**EXERCISE DETAILS:**
Extract, from the records beneath this instruction, each line that contains the word "parent".

**SOURCE MATERIAL:**
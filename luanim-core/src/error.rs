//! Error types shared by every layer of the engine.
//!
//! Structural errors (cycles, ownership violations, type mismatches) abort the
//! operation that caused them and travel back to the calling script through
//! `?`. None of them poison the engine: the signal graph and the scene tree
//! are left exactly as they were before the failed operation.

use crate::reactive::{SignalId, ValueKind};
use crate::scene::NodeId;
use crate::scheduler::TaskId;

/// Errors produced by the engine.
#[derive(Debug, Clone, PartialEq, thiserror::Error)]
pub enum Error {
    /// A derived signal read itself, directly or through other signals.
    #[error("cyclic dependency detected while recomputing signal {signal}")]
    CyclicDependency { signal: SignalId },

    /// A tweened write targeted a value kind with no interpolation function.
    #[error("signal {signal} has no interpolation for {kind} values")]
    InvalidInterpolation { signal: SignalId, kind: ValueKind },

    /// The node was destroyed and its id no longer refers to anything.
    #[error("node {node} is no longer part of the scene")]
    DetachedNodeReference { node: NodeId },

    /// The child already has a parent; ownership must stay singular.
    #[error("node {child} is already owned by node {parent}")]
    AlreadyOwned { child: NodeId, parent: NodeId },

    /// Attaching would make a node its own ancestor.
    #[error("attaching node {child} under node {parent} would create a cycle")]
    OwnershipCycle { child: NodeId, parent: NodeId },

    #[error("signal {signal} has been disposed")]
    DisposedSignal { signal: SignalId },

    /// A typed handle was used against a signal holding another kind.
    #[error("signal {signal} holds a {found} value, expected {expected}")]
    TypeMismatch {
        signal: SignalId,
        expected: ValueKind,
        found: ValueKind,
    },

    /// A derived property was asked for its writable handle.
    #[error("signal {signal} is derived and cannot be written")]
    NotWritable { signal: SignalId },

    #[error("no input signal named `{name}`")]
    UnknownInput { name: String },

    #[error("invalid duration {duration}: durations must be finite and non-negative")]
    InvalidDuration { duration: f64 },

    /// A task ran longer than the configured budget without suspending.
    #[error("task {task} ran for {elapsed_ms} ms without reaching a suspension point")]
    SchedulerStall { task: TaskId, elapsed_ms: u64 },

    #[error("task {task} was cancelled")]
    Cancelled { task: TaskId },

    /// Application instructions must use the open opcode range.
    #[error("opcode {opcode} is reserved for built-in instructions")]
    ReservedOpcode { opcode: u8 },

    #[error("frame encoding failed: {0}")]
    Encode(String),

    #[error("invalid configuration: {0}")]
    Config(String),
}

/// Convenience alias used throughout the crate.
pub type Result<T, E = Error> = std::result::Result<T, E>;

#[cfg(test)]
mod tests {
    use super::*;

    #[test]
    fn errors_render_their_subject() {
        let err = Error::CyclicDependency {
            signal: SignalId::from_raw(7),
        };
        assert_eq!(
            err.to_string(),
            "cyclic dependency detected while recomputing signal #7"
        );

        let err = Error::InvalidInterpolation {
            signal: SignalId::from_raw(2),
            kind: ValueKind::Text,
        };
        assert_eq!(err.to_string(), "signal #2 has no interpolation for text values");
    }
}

**EXERCISE RESPONSE:**
    /// The child already has a parent; ownership must stay singular.
    #[error("node {child} is already owned by node {parent}")]
    AlreadyOwned { child: NodeId, parent: NodeId },
    #[error("attaching node {child} under node {parent} would create a cycle")]
    OwnershipCycle { child: NodeId, parent: NodeId },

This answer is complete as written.